Two days later, an emergency team found the body of a man in a warehouse in Tallinn who had frozen to death. And then on Jan. 21, a woman born in 1961 was found dead in an abandoned house in Tallinn.
On Jan. 18, a man taking part in an Orthodox cross procession in Narva died after pouring cold water over himself. Some 50 believers headed to the Narva River where a ritual sprinkling of water took place. Two men, however, undressed and began to pour ice-cold river water from buckets over themselves in the freezing cold, police said. The older one of them collapsed after the procedure and died.
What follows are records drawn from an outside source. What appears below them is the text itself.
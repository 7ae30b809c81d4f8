//! # Heuristica Planner
//!
//! STRIPS-style goal-stack planning for the blocks world.

pub mod action;
pub mod goal_stack;
pub mod planner;
pub mod predicate;
pub mod problem;
pub mod state;

pub use action::Action;
pub use goal_stack::{choose_action, GoalStackPlanner, PlannerRun};
pub use planner::{GoalEntry, PlanEvent, PlanOutcome, PlannerConfig};
pub use predicate::{Block, Predicate};
pub use problem::PlanningProblem;
pub use state::WorldState;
Police say they have managed to save quite a few lives by taking people vulnerable to the harsh weather off the streets in Ida-Viru County, Tartu and Tallinn. Doctors were working hard to save the frozen hands and feet of a 51-year-old man hospitalized in drunken condition in Tartu on Saturday.
In Telsiai, northern Lithuania, hundreds are bracing the cold weather without heating. Workers were forced to cut heating in 27 apartment buildings last week, after radiators and heating stands cracked, said Litesko, a company that has been working for three days to eliminate the malfunction in the city's heating system.
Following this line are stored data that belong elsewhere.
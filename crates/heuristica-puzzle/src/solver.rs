//! Solver configuration and search results.

use std::collections::HashMap;

use serde::{Deserialize, Serialize};

use crate::board::{Board, Move};

/// Configuration for the puzzle solver.
#[derive(Debug, Clone, Default, PartialEq, Eq, Serialize, Deserialize)]
pub struct SolverConfig {
    /// Maximum number of node expansions before giving up (`None` = unbounded).
    pub max_expansions: Option<usize>,

    /// Report odd-parity boards as unsolvable without searching.
    pub parity_precheck: bool,
}

impl SolverConfig {
    /// Set the expansion ceiling.
    pub fn with_max_expansions(mut self, limit: usize) -> Self {
        self.max_expansions = Some(limit);
        self
    }

    /// Enable or disable the parity precheck.
    pub fn with_parity_precheck(mut self, enabled: bool) -> Self {
        self.parity_precheck = enabled;
        self
    }
}

/// A path from the start board to the goal.
#[derive(Debug, Clone, PartialEq, Eq, Serialize, Deserialize)]
pub struct Solution {
    /// Boards from start to goal, inclusive.
    pub path: Vec<Board>,

    /// Moves of the blank; `moves[i]` turns `path[i]` into `path[i + 1]`.
    pub moves: Vec<Move>,
}

impl Solution {
    /// Number of moves in the solution.
    pub fn move_count(&self) -> usize {
        self.path.len().saturating_sub(1)
    }

    /// The first board of the path.
    pub fn start(&self) -> Option<&Board> {
        self.path.first()
    }

    /// The last board of the path.
    pub fn end(&self) -> Option<&Board> {
        self.path.last()
    }
}

/// Counters collected while searching.
#[derive(Debug, Clone, Copy, Default, PartialEq, Eq, Serialize, Deserialize)]
pub struct SearchStats {
    /// Nodes popped and expanded.
    pub expanded: usize,

    /// Frontier entries discarded because a cheaper path was already known.
    pub stale_discarded: usize,

    /// Frontier entries pushed, including the start.
    pub pushed: usize,

    /// Largest frontier size observed.
    pub max_frontier: usize,
}

/// Terminal result of a search.
#[derive(Debug, Clone, PartialEq, Eq, Serialize, Deserialize)]
#[serde(tag = "status", rename_all = "snake_case")]
pub enum SearchResult {
    /// The goal was reached.
    Solved(Solution),
    /// The frontier emptied without reaching the goal.
    Unsolvable,
}

/// Best known costs and parents of every board the search has reached.
///
/// A board's cost is only ever lowered, and its parent always changes
/// together with its cost.
#[derive(Debug, Clone, Default)]
pub struct SearchTree {
    best_cost: HashMap<Board, u32>,
    parent: HashMap<Board, Option<(Board, Move)>>,
}

impl SearchTree {
    /// Tree rooted at `start`, which has cost zero and no parent.
    pub fn rooted_at(start: Board) -> Self {
        let mut tree = Self::default();
        tree.best_cost.insert(start, 0);
        tree.parent.insert(start, None);
        tree
    }

    /// Record a path to `board` of cost `g` through `parent`.
    ///
    /// Returns `true` if `g` improves on the known cost (or the board is new).
    pub fn relax(&mut self, board: Board, g: u32, parent: Board, mv: Move) -> bool {
        match self.best_cost.get(&board) {
            Some(&best) if best <= g => false,
            _ => {
                self.best_cost.insert(board, g);
                self.parent.insert(board, Some((parent, mv)));
                true
            }
        }
    }

    /// Lowest known cost to reach `board`.
    pub fn best_cost(&self, board: &Board) -> Option<u32> {
        self.best_cost.get(board).copied()
    }

    /// Predecessor of `board` on its best known path (`None` for the root
    /// and for unknown boards).
    pub fn parent(&self, board: &Board) -> Option<Board> {
        self.parent
            .get(board)
            .and_then(|entry| entry.map(|(parent, _)| parent))
    }

    /// Whether the search has reached `board`.
    pub fn contains(&self, board: &Board) -> bool {
        self.best_cost.contains_key(board)
    }

    /// Number of boards reached.
    pub fn len(&self) -> usize {
        self.best_cost.len()
    }

    /// Whether no board has been reached.
    pub fn is_empty(&self) -> bool {
        self.best_cost.is_empty()
    }

    /// Boards reached, with their best known cost.
    pub fn iter(&self) -> impl Iterator<Item = (&Board, u32)> + '_ {
        self.best_cost.iter().map(|(board, &g)| (board, g))
    }

    /// Follow parent links from `board` back to the root.
    ///
    /// Returns `None` if `board` was never reached.
    pub fn path_to(&self, board: &Board) -> Option<Solution> {
        let mut path = vec![*board];
        let mut moves = Vec::new();
        let mut current = *board;

        loop {
            match self.parent.get(&current)? {
                None => break,
                Some((parent, mv)) => {
                    // Parent links cannot cycle while costs only decrease.
                    if path.len() > self.parent.len() {
                        return None;
                    }
                    path.push(*parent);
                    moves.push(*mv);
                    current = *parent;
                }
            }
        }

        path.reverse();
        moves.reverse();
        Some(Solution { path, moves })
    }
}

/// Everything a finished search produced.
#[derive(Debug, Clone)]
pub struct SearchOutcome {
    /// Solved or unsolvable.
    pub result: SearchResult,

    /// Costs and parents recorded during the search.
    pub tree: SearchTree,

    /// Search counters.
    pub stats: SearchStats,
}

impl SearchOutcome {
    /// The solution, if one was found.
    pub fn solution(&self) -> Option<&Solution> {
        match &self.result {
            SearchResult::Solved(solution) => Some(solution),
            SearchResult::Unsolvable => None,
        }
    }

    /// Whether the goal was reached.
    pub fn is_solved(&self) -> bool {
        matches!(self.result, SearchResult::Solved(_))
    }
}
The residents of two apartment buildings and a nursing home were evacuated due to the incident 's the largest energy accident in the past week. On Jan. 19, temperatures reached 30 degrees below zero in Telsiai, with about two thirds of the population left without centralized heating since. By Jan. 22, however, heating was supplied to more than 50 percent of residents' housholds.
People across the Baltics are taking various measures to warm themselves up -- some are buying larger quantities of strong alcoholic beverages, while others are sweeping wool blankets and honey-jars off store shelves.
The large shopping centres have noticed that sales of certain goods have boosted: Viktorija Jakubauskaite, a spokesperson for the retail chain operator VP Market told the Baltic Times that shoppers were sweeping wool bedclothes, heating appliances and items to help cars start in cold weather off the shelves.
Darius Ryliskis, a media representative of the retail chain Norfos Mazmena, added that stores had observed a significant boost in the sales of alcoholic beverages.
"There are no statistics available yet, but we can see that the consumption of the strong liquors has gone up. Consumption of beer has dropped, some suppliers even refuse to deliver beer fearing it might freeze solid," he said.
In the meantime, sales of honey, lemons, tea have increased in the stores of the Iki chain.
In Latvia, even though the temperatures have risen a little, classrooms are still half-empty, reported the Riga City Council education, youth and sports department.
This can be explained by the fact that the air temperature varied across the city. While in some locations it was minus 22 degrees Celcius or below, in other locations it was minus19 degrees.
Children are not required to attend school at temperatures 20 degrees below zero. In particular this refers to pupils in the countryside, who have to travel over considerable distances to get to school.
The lowest temperature recorded in Latvia on Jan. 23 was in the eastern town of Zoseni, where it was negative 28 degrees. Rezekne, also in eastern Latvia, was minus 27 degrees, and it was negative 22 degrees in Riga.
Weathermen promise relief from the current spell of extremely cold weather in the coming days.